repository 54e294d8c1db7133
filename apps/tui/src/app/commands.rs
use crate::api::{ApiError, PredictionApi, Road, RoadPrediction, RoadRequest};
use crate::app::submit::Ticket;
use crate::selection::ExpertRequest;

/// Network work queued by the app for the event loop to run.
#[derive(Debug, Clone, PartialEq)]
pub enum Command {
    FetchRoads { ticket: Ticket },
    PredictRoad { ticket: Ticket, request: RoadRequest },
    ExpertPredict { ticket: Ticket, request: ExpertRequest },
}

/// Outcome of a `Command`, carrying the ticket it was issued with.
#[derive(Debug)]
pub enum Reply {
    Roads {
        ticket: Ticket,
        outcome: Result<Vec<Road>, ApiError>,
    },
    RoadPrediction {
        ticket: Ticket,
        outcome: Result<RoadPrediction, ApiError>,
    },
    Expert {
        ticket: Ticket,
        outcome: Result<serde_json::Value, ApiError>,
    },
}

pub async fn execute<A: PredictionApi>(api: &A, command: Command) -> Reply {
    match command {
        Command::FetchRoads { ticket } => Reply::Roads {
            ticket,
            outcome: api.fetch_roads().await,
        },
        Command::PredictRoad { ticket, request } => Reply::RoadPrediction {
            ticket,
            outcome: api.predict_road(&request).await,
        },
        Command::ExpertPredict { ticket, request } => Reply::Expert {
            ticket,
            outcome: api.expert_predict(&request).await,
        },
    }
}

#[cfg(test)]
pub(crate) mod tests {
    use super::*;
    use crate::api::models::{Congestion, Predictions, WireText};
    use crate::domain::LatLng;
    use crate::variant::Variant;
    use std::sync::Mutex;

    /// Canned responses plus a log of the bodies it was sent.
    #[derive(Debug, Default)]
    pub(crate) struct FakeApi {
        pub expert_reply: Mutex<Option<Result<serde_json::Value, ApiError>>>,
        pub sent: Mutex<Vec<serde_json::Value>>,
    }

    impl FakeApi {
        pub(crate) fn answering(reply: Result<serde_json::Value, ApiError>) -> Self {
            Self {
                expert_reply: Mutex::new(Some(reply)),
                sent: Mutex::new(Vec::new()),
            }
        }

        pub(crate) fn sent(&self) -> Vec<serde_json::Value> {
            self.sent.lock().map(|sent| sent.clone()).unwrap_or_default()
        }
    }

    impl PredictionApi for FakeApi {
        async fn fetch_roads(&self) -> Result<Vec<Road>, ApiError> {
            Ok(vec![Road {
                id: WireText::Text("r1".to_string()),
                name: "MG Road".to_string(),
            }])
        }

        async fn predict_road(&self, _request: &RoadRequest) -> Result<RoadPrediction, ApiError> {
            Ok(RoadPrediction {
                predictions: Predictions {
                    congestion: Congestion {
                        label: "Light".to_string(),
                        level: 0.2,
                    },
                    avg_speed: 40.0,
                    predicted_volume: None,
                },
                alternative_route: None,
            })
        }

        async fn expert_predict(&self, request: &ExpertRequest) -> Result<serde_json::Value, ApiError> {
            if let (Ok(mut sent), Ok(body)) = (self.sent.lock(), serde_json::to_value(request)) {
                sent.push(body);
            }
            self.expert_reply
                .lock()
                .ok()
                .and_then(|mut reply| reply.take())
                .unwrap_or(Err(ApiError::Status(500)))
        }
    }

    #[tokio::test]
    async fn test_replies_keep_their_ticket() {
        let api = FakeApi::default();
        let request = ExpertRequest {
            model: Variant::Kmeans,
            coordinates: LatLng::new(12.95, 77.55),
            prediction_time: None,
            event: None,
            selected_date: None,
        };

        let reply = execute(&api, Command::ExpertPredict { ticket: 42, request }).await;

        assert!(matches!(
            reply,
            Reply::Expert {
                ticket: 42,
                outcome: Err(ApiError::Status(500))
            }
        ));
        assert_eq!(
            api.sent(),
            vec![serde_json::json!({"model": "kmeans", "coordinates": {"lat": 12.95, "lng": 77.55}})]
        );
    }

    #[tokio::test]
    async fn test_road_list_is_forwarded() {
        let reply = execute(&FakeApi::default(), Command::FetchRoads { ticket: 1 }).await;
        let Reply::Roads { outcome: Ok(roads), .. } = reply else {
            panic!("expected roads");
        };
        assert_eq!(roads[0].name, "MG Road");
    }
}
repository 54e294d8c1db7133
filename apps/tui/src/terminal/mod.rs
mod setup;

pub use setup::{cleanup_terminal_state as cleanup, setup_terminal as setup};
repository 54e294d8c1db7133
//! Screen state. Network work is queued as `Command`s and run by the event loop.

pub mod actions;
pub mod commands;
pub mod display;
pub mod expert;
pub mod input;
pub mod roads;
pub mod state;
pub mod submit;

pub use commands::{Command, Reply};
pub use input::{handle_input, handle_mouse};
pub use state::{App, AppScreen};
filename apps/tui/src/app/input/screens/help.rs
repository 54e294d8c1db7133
use crate::app::state::App;
use crossterm::event::KeyCode;

pub fn handle_help_toggle(app: &mut App, key: KeyCode) -> bool {
    if key == KeyCode::F(1) {
        app.show_help = !app.show_help;
        return true;
    }

    if app.show_help {
        if key == KeyCode::Esc {
            app.show_help = false;
        }
        return true;
    }

    false
}
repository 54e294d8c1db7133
use crate::domain::PredictionTime;
use serde::{Deserialize, Serialize};

/// The six prediction models offered by the expert dashboard.
#[derive(Debug, Clone, Copy, PartialEq, Eq, Default, Serialize, Deserialize)]
#[serde(rename_all = "lowercase")]
pub enum Variant {
    #[default]
    Xgboost,
    Lstm,
    Catboost,
    Randomforest,
    Kmeans,
    Hybrid,
}

/// Fields that must be present before a variant may submit.
#[derive(Debug, Clone, Copy, PartialEq, Eq)]
pub enum RequiredField {
    Coordinates,
    SelectedDate,
}

/// Which routine turns a backend response into panel content.
#[derive(Debug, Clone, Copy, PartialEq, Eq)]
pub enum DisplayAdapter {
    Standard,
    Speed,
    Context,
    Forecast,
    Patterns,
}

/// Optional controls shown below the location step.
#[derive(Debug, Clone, Copy, PartialEq, Eq)]
pub struct ControlLayout {
    pub time_options: &'static [PredictionTime],
    pub event_selector: bool,
    pub date_picker: bool,
}

impl ControlLayout {
    pub const fn has_time(&self) -> bool {
        !self.time_options.is_empty()
    }
}

#[derive(Debug, Clone, Copy, PartialEq, Eq)]
pub struct VariantProfile {
    pub title: &'static str,
    pub tagline: &'static str,
    pub layout: ControlLayout,
    pub submit_label: &'static str,
    pub busy_label: &'static str,
    pub results_heading: &'static str,
    pub required: &'static [RequiredField],
    pub adapter: DisplayAdapter,
}

const BOTH_HORIZONS: &[PredictionTime] = &[PredictionTime::NextHour, PredictionTime::NextThreeHours];
const NEXT_HOUR_ONLY: &[PredictionTime] = &[PredictionTime::NextHour];
const LOCATION: &[RequiredField] = &[RequiredField::Coordinates];
const LOCATION_AND_DATE: &[RequiredField] = &[RequiredField::Coordinates, RequiredField::SelectedDate];

const STANDARD_LAYOUT: ControlLayout = ControlLayout {
    time_options: BOTH_HORIZONS,
    event_selector: false,
    date_picker: false,
};

const XGBOOST: VariantProfile = VariantProfile {
    title: "XGBoost: Performance Predictor",
    tagline: "Fast congestion and speed estimates for any point",
    layout: STANDARD_LAYOUT,
    submit_label: "Generate Prediction",
    busy_label: "Predicting...",
    results_heading: "Prediction for",
    required: LOCATION,
    adapter: DisplayAdapter::Standard,
};

const LSTM: VariantProfile = VariantProfile {
    title: "LSTM: Future Forecaster",
    tagline: "24-hour congestion forecast for a chosen day",
    layout: ControlLayout {
        time_options: &[],
        event_selector: false,
        date_picker: true,
    },
    submit_label: "Generate Prediction",
    busy_label: "Forecasting...",
    results_heading: "24-Hour Forecast for",
    required: LOCATION_AND_DATE,
    adapter: DisplayAdapter::Forecast,
};

const CATBOOST: VariantProfile = VariantProfile {
    title: "CatBoost: Smart Context Predictor",
    tagline: "Accounts for local events and explains its factors",
    layout: ControlLayout {
        time_options: NEXT_HOUR_ONLY,
        event_selector: true,
        date_picker: false,
    },
    submit_label: "Generate Prediction",
    busy_label: "Predicting...",
    results_heading: "Prediction for",
    required: LOCATION,
    adapter: DisplayAdapter::Context,
};

const RANDOMFOREST: VariantProfile = VariantProfile {
    title: "Random Forest: Speed Specialist",
    tagline: "Focused average-speed predictions",
    layout: STANDARD_LAYOUT,
    submit_label: "Generate Prediction",
    busy_label: "Predicting...",
    results_heading: "Prediction for",
    required: LOCATION,
    adapter: DisplayAdapter::Speed,
};

const KMEANS: VariantProfile = VariantProfile {
    title: "K-Means: Pattern Detective",
    tagline: "Typical historical traffic profiles for an area",
    layout: ControlLayout {
        time_options: &[],
        event_selector: false,
        date_picker: false,
    },
    submit_label: "Find Patterns",
    busy_label: "Finding...",
    results_heading: "Historical Patterns for",
    required: LOCATION,
    adapter: DisplayAdapter::Patterns,
};

const HYBRID: VariantProfile = VariantProfile {
    title: "Hybrid: Ultimate Accuracy Engine",
    tagline: "Blends every model for the most accurate answer",
    layout: STANDARD_LAYOUT,
    submit_label: "Generate Prediction",
    busy_label: "Predicting...",
    results_heading: "Prediction for",
    required: LOCATION,
    adapter: DisplayAdapter::Standard,
};

impl Variant {
    pub const ALL: [Self; 6] = [
        Self::Xgboost,
        Self::Lstm,
        Self::Catboost,
        Self::Randomforest,
        Self::Kmeans,
        Self::Hybrid,
    ];

    pub const fn as_str(self) -> &'static str {
        match self {
            Self::Xgboost => "xgboost",
            Self::Lstm => "lstm",
            Self::Catboost => "catboost",
            Self::Randomforest => "randomforest",
            Self::Kmeans => "kmeans",
            Self::Hybrid => "hybrid",
        }
    }

    pub const fn from_index(index: usize) -> Option<Self> {
        match index {
            0 => Some(Self::Xgboost),
            1 => Some(Self::Lstm),
            2 => Some(Self::Catboost),
            3 => Some(Self::Randomforest),
            4 => Some(Self::Kmeans),
            5 => Some(Self::Hybrid),
            _ => None,
        }
    }

    pub const fn index(self) -> usize {
        match self {
            Self::Xgboost => 0,
            Self::Lstm => 1,
            Self::Catboost => 2,
            Self::Randomforest => 3,
            Self::Kmeans => 4,
            Self::Hybrid => 5,
        }
    }

    pub fn parse(value: &str) -> Option<Self> {
        match value.trim().to_lowercase().as_str() {
            "xgboost" => Some(Self::Xgboost),
            "lstm" => Some(Self::Lstm),
            "catboost" => Some(Self::Catboost),
            "randomforest" => Some(Self::Randomforest),
            "kmeans" => Some(Self::Kmeans),
            "hybrid" => Some(Self::Hybrid),
            _ => None,
        }
    }

    /// Resolves a persisted choice, falling back to XGBoost when it is
    /// missing or unrecognized.
    pub fn from_stored(value: Option<&str>) -> Self {
        value.and_then(Self::parse).unwrap_or_default()
    }

    pub const fn profile(self) -> &'static VariantProfile {
        match self {
            Self::Xgboost => &XGBOOST,
            Self::Lstm => &LSTM,
            Self::Catboost => &CATBOOST,
            Self::Randomforest => &RANDOMFOREST,
            Self::Kmeans => &KMEANS,
            Self::Hybrid => &HYBRID,
        }
    }

    pub fn requires(self, field: RequiredField) -> bool {
        self.profile().required.contains(&field)
    }
}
---
- [AIM OF THE TASK]: Looking back over the data above, restate word for word the lines that begin at the line with "impl PredictionApi for" and end at the line with "async fn predict_road(&self, _request: &RoadRequest)", inclusive.

- [ANSWER TO THE PROBLEM]:
    impl PredictionApi for FakeApi {
        async fn fetch_roads(&self) -> Result<Vec<Road>, ApiError> {
            Ok(vec![Road {
                id: WireText::Text("r1".to_string()),
                name: "MG Road".to_string(),
            }])
        }

        async fn predict_road(&self, _request: &RoadRequest) -> Result<RoadPrediction, ApiError> {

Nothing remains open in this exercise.